Aside from a few convoluted references, there’s really nothing about age-inappropriate relationships in Wonder Wheel. The title comes from a giant Ferris wheel at Coney Island, once a mecca of big-city boardwalk glamour, now going seedy in the early ’50s. (Allen makes soundtrack concessions to pop culture of that period, but a recurrent Mills Brothers number from 20 years earlier declares his retro preference.) As happened with last year’s Café Society, with similar themes, the real star is the cinematography by Vittorio Storaro, the Bernardo Bertolucci veteran here making a leap into boldly saturated digital colours.
The beach and boardwalk scenes pop, but the main action is decidedly stagey. Much of it happens in a kind of cabin in the sky behind the titular wheel. The set is arresting, but also the kind of thing you used to see in live-TV plays in that era. The way Ginny (Kate Winslet), a failed actress now working in a clam house, and her lunkheaded husband, Humpty (Jim Belushi), go at each other—she coulda been somebody and he just wants a drink—resembles The Honeymooners as reimagined by Tennessee Williams.
If there’s an Art Carney in this scenario, it’s not Ed Norton, unfortunately, but Justin Timberlake, who tries to breathe some youthful life into the half-written part of Mickey, an aspiring playwright and summer lifeguard. He begins the film by narrating it, but this device is dropped, as the would-be artiste falls first for Ginny and then for Humpty’s grown daughter (Juno Temple), on the run from her gangster husband.

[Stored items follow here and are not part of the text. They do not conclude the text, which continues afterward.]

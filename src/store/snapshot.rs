//! Snapshot persistence for `MemoryStore`
//!
//! A snapshot is one JSON document:
//!
//! ```text
//! {"format": 1, "checksum": <crc32 of collections bytes>, "collections": {...}}
//! ```
//!
//! The checksum covers the compact serialization of `collections`.
//! Every load validates it; a mismatch aborts the load.
//! Writes go to a temporary sibling and are renamed into place.

use std::collections::BTreeMap;
use std::fs;
use std::path::Path;

use crc32fast::Hasher;
use serde::{Deserialize, Serialize};

use super::errors::{StoreError, StoreResult};
use super::memory::{MemoryStore, Rows};

/// Current snapshot format version
pub const SNAPSHOT_FORMAT: u32 = 1;

#[derive(Debug, Serialize, Deserialize)]
struct SnapshotFile {
    format: u32,
    checksum: u32,
    collections: BTreeMap<String, Rows>,
}

/// Computes a CRC32 checksum over the provided data.
pub fn compute_checksum(data: &[u8]) -> u32 {
    let mut hasher = Hasher::new();
    hasher.update(data);
    hasher.finalize()
}

/// Write the store's collections to `path`
pub fn save_snapshot(store: &MemoryStore, path: &Path) -> StoreResult<()> {
    let collections = store.export()?;
    let body = serde_json::to_vec(&collections)?;
    let file = SnapshotFile {
        format: SNAPSHOT_FORMAT,
        checksum: compute_checksum(&body),
        collections,
    };

    let tmp = path.with_extension("tmp");
    fs::write(&tmp, serde_json::to_vec_pretty(&file)?)?;
    fs::rename(&tmp, path)?;
    Ok(())
}

/// Load a store from `path`; a missing file yields an empty store
pub fn load_snapshot(path: &Path) -> StoreResult<MemoryStore> {
    if !path.exists() {
        return Ok(MemoryStore::new());
    }

    let bytes = fs::read(path)?;
    let file: SnapshotFile = serde_json::from_slice(&bytes)
        .map_err(|e| StoreError::CorruptSnapshot(format!("unreadable snapshot: {}", e)))?;

    if file.format != SNAPSHOT_FORMAT {
        return Err(StoreError::CorruptSnapshot(format!(
            "unsupported format {}",
            file.format
        )));
    }

    let body = serde_json::to_vec(&file.collections)?;
    let actual = compute_checksum(&body);
    if actual != file.checksum {
        return Err(StoreError::CorruptSnapshot(format!(
            "checksum mismatch: expected {:08x}, got {:08x}",
            file.checksum, actual
        )));
    }

    Ok(MemoryStore::from_collections(file.collections))
}
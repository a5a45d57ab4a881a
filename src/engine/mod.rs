//! # Engine
//!
//! Tree-indexed storage and query engine.
//!
//! ## Components
//!
//! - **Index Writer**: canonical document plus one node per `(path, value)`
//! - **Index Resolver**: filter → per-path nodes → intersected document ids
//! - **Tree Shaker**: validates nodes against live documents, prunes stale entries
//! - **Purger**: delete path over the identity collection
//! - **Update operators**: `$set` and `$inc` merge
//! - **Engine**: the facade the rules layer calls
//!
//! ## Invariants
//!
//! - The canonical document is the source of truth; the index is derived
//! - No transaction spans the canonical store and the index
//! - Every node read passes through the tree shaker before use
//! - Every store call is bounded by the request's cancellation and deadline

mod catalog;
mod domain;
mod errors;
mod facade;
mod guard;
mod increment;
mod purge;
mod resolver;
mod shaker;
mod writer;

pub use catalog::{PathCatalog, CATALOG_COLLECTION};
pub use domain::{is_node_collection, Domain};
pub use facade::{DeleteRequest, Engine, QueryRequest, QueryResult, SweepReport, UpdateRequest};
pub use errors::{EngineError, EngineResult};
pub use guard::{GuardedStore, RequestGuard};
pub use increment::{apply_increment, apply_set, split_update};
pub use purge::{PurgeReport, Purger};
pub use resolver::{project, IndexResolver, KeyRole, KeyScan, PathScanner, Resolution, ResolveOptions, ResolveReport};
pub use shaker::{ShakeOutcome, TreeShaker};
pub use writer::{IndexWriter, WriteOutcome, CREATED_AT, CREATED_BY, UPDATED_AT};
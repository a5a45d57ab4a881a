//! Structured JSON logger for arbordb
//!
//! - One log line = one event
//! - Deterministic key ordering (`event`, `severity`, then fields by key)
//! - Explicit severity levels with a process-wide minimum
//! - Synchronous, no buffering

use std::fmt;
use std::io::{self, Write};
use std::sync::atomic::{AtomicU8, Ordering};

/// Log severity levels
#[derive(Debug, Clone, Copy, PartialEq, Eq, PartialOrd, Ord)]
pub enum Severity {
    /// Debug-level detail
    Trace = 0,
    /// Normal operations
    Info = 1,
    /// Recoverable issues
    Warn = 2,
    /// Operation failures
    Error = 3,
    /// Unrecoverable
    Fatal = 4,
}

impl Severity {
    /// Returns the string representation
    pub fn as_str(&self) -> &'static str {
        match self {
            Severity::Trace => "TRACE",
            Severity::Info => "INFO",
            Severity::Warn => "WARN",
            Severity::Error => "ERROR",
            Severity::Fatal => "FATAL",
        }
    }

    /// Parse a level name (case-insensitive)
    pub fn parse(name: &str) -> Option<Self> {
        match name.to_ascii_uppercase().as_str() {
            "TRACE" => Some(Severity::Trace),
            "INFO" => Some(Severity::Info),
            "WARN" => Some(Severity::Warn),
            "ERROR" => Some(Severity::Error),
            "FATAL" => Some(Severity::Fatal),
            _ => None,
        }
    }

    fn from_u8(raw: u8) -> Self {
        match raw {
            0 => Severity::Trace,
            1 => Severity::Info,
            2 => Severity::Warn,
            3 => Severity::Error,
            _ => Severity::Fatal,
        }
    }
}

impl fmt::Display for Severity {
    fn fmt(&self, f: &mut fmt::Formatter<'_>) -> fmt::Result {
        write!(f, "{}", self.as_str())
    }
}

static MIN_SEVERITY: AtomicU8 = AtomicU8::new(Severity::Info as u8);

/// A structured logger that outputs JSON lines
pub struct Logger;

impl Logger {
    /// Set the lowest severity that is written
    pub fn set_min_severity(severity: Severity) {
        MIN_SEVERITY.store(severity as u8, Ordering::Relaxed);
    }

    /// Lowest severity that is written
    pub fn min_severity() -> Severity {
        Severity::from_u8(MIN_SEVERITY.load(Ordering::Relaxed))
    }

    /// Whether a severity passes the current minimum
    pub fn enabled(severity: Severity) -> bool {
        severity >= Self::min_severity()
    }

    /// Log an event with the given severity and fields
    pub fn log(severity: Severity, event: &str, fields: &[(&str, &str)]) {
        if !Self::enabled(severity) {
            return;
        }
        if severity >= Severity::Error {
            Self::log_to_writer(severity, event, fields, &mut io::stderr());
        } else {
            Self::log_to_writer(severity, event, fields, &mut io::stdout());
        }
    }

    fn log_to_writer<W: Write>(
        severity: Severity,
        event: &str,
        fields: &[(&str, &str)],
        writer: &mut W,
    ) {
        let _ = writer.write_all(Self::render(severity, event, fields).as_bytes());
        let _ = writer.flush();
    }

    /// Render one log line, newline included
    pub fn render(severity: Severity, event: &str, fields: &[(&str, &str)]) -> String {
        let mut output = String::with_capacity(256);

        output.push('{');
        output.push_str("\"event\":\"");
        Self::escape_json_string(&mut output, event);
        output.push('"');

        output.push_str(",\"severity\":\"");
        output.push_str(severity.as_str());
        output.push('"');

        let mut sorted_fields: Vec<_> = fields.iter().collect();
        sorted_fields.sort_by_key(|(k, _)| *k);

        for (key, value) in sorted_fields {
            output.push_str(",\"");
            Self::escape_json_string(&mut output, key);
            output.push_str("\":\"");
            Self::escape_json_string(&mut output, value);
            output.push('"');
        }

        output.push('}');
        output.push('\n');
        output
    }

    fn escape_json_string(output: &mut String, s: &str) {
        for c in s.chars() {
            match c {
                '"' => output.push_str("\\\""),
                '\\' => output.push_str("\\\\"),
                '\n' => output.push_str("\\n"),
                '\r' => output.push_str("\\r"),
                '\t' => output.push_str("\\t"),
                c if c.is_control() => {
                    output.push_str(&format!("\\u{:04x}", c as u32));
                }
                c => output.push(c),
            }
        }
    }

    /// Log at TRACE level
    pub fn trace(event: &str, fields: &[(&str, &str)]) {
        Self::log(Severity::Trace, event, fields);
    }

    /// Log at INFO level
    pub fn info(event: &str, fields: &[(&str, &str)]) {
        Self::log(Severity::Info, event, fields);
    }

    /// Log at WARN level
    pub fn warn(event: &str, fields: &[(&str, &str)]) {
        Self::log(Severity::Warn, event, fields);
    }

    /// Log at ERROR level
    pub fn error(event: &str, fields: &[(&str, &str)]) {
        Self::log(Severity::Error, event, fields);
    }
}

Why this marked woman would take a high-visibility job at Ginny’s clam joint is one of many plot threads that don’t seem thought-through. All these faux-working-class characters pretty much degenerate into the most stereotyped versions of themselves by the end of the laugh-free tale. If anything, Allen’s direction is too unobtrusive, allowing Winslet to turn in the kind of ham-fisted performance that actors later regret. Ultimately, there’s little to validate attacks on or defences of Allen’s private character. But the careless way he’s built his story goes to a kind of intellectual corruption; Wonder Wheel feels like it was made by someone who doesn’t know real people—only the kind he has seen in movies.